> [YOUR TASK] Check every line of the entries for the string "keys" and return the ones that contain it.

─── DATA FOR PROCESSING

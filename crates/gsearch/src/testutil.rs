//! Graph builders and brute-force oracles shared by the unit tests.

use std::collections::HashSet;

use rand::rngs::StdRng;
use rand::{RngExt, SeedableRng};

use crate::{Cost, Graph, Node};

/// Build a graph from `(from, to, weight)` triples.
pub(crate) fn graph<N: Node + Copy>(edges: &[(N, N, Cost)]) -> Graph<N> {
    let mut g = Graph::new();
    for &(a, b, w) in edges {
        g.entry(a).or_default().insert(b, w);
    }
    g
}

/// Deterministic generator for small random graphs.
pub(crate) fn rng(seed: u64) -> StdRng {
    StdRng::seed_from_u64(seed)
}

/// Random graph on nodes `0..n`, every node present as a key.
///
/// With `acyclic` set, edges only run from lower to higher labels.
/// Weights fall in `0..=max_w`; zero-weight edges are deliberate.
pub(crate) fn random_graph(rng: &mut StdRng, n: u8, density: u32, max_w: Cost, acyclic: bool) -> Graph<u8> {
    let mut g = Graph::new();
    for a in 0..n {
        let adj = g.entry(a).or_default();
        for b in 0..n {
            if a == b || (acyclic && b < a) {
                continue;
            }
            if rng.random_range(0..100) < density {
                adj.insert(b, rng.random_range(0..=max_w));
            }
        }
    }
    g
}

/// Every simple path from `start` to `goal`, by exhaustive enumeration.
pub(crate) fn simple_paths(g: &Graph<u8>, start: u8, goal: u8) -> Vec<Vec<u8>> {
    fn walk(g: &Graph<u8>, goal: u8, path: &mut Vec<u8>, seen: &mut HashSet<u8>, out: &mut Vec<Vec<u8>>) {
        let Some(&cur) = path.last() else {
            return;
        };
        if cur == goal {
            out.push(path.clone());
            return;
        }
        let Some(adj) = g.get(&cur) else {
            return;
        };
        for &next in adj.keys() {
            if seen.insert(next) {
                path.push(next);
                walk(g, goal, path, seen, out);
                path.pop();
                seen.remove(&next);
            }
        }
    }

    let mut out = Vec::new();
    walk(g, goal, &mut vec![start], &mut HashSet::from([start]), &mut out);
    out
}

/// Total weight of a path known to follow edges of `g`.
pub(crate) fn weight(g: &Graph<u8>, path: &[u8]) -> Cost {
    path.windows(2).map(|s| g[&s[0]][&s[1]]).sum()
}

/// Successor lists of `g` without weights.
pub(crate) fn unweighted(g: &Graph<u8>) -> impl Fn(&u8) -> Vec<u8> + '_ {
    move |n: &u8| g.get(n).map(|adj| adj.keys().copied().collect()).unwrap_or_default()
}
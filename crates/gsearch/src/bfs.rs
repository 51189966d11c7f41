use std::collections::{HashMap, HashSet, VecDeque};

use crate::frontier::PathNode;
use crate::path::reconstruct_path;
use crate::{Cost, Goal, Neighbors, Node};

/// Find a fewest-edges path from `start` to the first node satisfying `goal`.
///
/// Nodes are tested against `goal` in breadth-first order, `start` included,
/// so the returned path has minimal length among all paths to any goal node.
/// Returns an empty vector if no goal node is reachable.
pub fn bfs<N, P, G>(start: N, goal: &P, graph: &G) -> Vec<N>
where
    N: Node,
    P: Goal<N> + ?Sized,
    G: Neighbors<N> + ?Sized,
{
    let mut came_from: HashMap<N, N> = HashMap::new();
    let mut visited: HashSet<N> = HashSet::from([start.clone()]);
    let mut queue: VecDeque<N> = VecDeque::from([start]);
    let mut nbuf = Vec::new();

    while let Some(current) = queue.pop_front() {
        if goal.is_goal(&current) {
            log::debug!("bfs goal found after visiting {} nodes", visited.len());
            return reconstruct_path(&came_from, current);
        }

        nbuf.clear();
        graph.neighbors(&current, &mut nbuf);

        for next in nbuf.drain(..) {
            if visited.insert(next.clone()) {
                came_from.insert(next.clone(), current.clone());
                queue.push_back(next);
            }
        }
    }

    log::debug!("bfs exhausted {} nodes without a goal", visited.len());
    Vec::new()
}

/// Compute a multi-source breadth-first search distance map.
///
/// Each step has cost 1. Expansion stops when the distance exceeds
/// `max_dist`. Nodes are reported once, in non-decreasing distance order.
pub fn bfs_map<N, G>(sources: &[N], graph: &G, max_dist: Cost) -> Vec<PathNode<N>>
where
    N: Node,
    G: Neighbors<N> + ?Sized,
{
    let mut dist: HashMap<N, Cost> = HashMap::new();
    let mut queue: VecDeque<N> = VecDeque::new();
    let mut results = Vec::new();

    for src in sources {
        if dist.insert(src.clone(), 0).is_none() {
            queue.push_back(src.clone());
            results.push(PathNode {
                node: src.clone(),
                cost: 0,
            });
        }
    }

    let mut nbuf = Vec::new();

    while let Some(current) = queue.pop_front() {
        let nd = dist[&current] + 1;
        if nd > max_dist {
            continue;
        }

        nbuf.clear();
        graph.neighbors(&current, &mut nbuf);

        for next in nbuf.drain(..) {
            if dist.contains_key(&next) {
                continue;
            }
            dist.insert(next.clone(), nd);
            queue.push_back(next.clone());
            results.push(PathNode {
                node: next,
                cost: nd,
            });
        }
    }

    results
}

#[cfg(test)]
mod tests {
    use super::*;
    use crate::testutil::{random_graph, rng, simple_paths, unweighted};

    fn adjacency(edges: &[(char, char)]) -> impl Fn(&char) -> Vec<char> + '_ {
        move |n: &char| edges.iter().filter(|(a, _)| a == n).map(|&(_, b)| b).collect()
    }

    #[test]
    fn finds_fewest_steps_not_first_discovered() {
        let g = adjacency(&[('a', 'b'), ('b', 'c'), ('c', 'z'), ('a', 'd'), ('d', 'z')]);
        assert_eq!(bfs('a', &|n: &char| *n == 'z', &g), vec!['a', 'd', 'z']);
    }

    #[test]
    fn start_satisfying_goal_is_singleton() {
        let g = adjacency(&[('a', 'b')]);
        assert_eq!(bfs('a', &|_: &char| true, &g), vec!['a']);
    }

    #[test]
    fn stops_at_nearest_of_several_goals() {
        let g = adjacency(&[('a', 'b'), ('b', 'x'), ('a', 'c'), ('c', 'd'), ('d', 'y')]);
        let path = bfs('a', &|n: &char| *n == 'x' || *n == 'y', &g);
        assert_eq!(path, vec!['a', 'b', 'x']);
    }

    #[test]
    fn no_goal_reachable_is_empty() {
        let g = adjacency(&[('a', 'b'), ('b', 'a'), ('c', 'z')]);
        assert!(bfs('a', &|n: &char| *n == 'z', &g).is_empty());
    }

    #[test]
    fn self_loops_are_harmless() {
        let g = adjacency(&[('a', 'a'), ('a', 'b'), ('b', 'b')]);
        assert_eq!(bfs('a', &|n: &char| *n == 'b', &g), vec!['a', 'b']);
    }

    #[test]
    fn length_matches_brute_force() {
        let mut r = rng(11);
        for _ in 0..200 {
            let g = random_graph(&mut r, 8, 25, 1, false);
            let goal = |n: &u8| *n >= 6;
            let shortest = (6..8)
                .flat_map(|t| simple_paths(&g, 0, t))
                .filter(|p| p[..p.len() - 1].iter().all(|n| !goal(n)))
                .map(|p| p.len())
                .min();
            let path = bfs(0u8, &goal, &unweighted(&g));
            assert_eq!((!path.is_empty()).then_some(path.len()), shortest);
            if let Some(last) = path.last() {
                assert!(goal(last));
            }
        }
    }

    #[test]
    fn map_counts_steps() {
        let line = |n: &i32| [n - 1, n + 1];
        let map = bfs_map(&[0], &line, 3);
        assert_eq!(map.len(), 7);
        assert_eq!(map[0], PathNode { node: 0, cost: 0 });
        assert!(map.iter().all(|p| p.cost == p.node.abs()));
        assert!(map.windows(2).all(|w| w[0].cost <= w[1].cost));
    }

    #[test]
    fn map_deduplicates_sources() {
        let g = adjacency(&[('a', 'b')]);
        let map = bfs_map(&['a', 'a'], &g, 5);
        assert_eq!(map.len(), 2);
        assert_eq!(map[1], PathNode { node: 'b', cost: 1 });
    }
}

──────

> [OUTPUT FOR THIS TASK]
        for &next in adj.keys() {
    move |n: &u8| g.get(n).map(|adj| adj.keys().copied().collect()).unwrap_or_default()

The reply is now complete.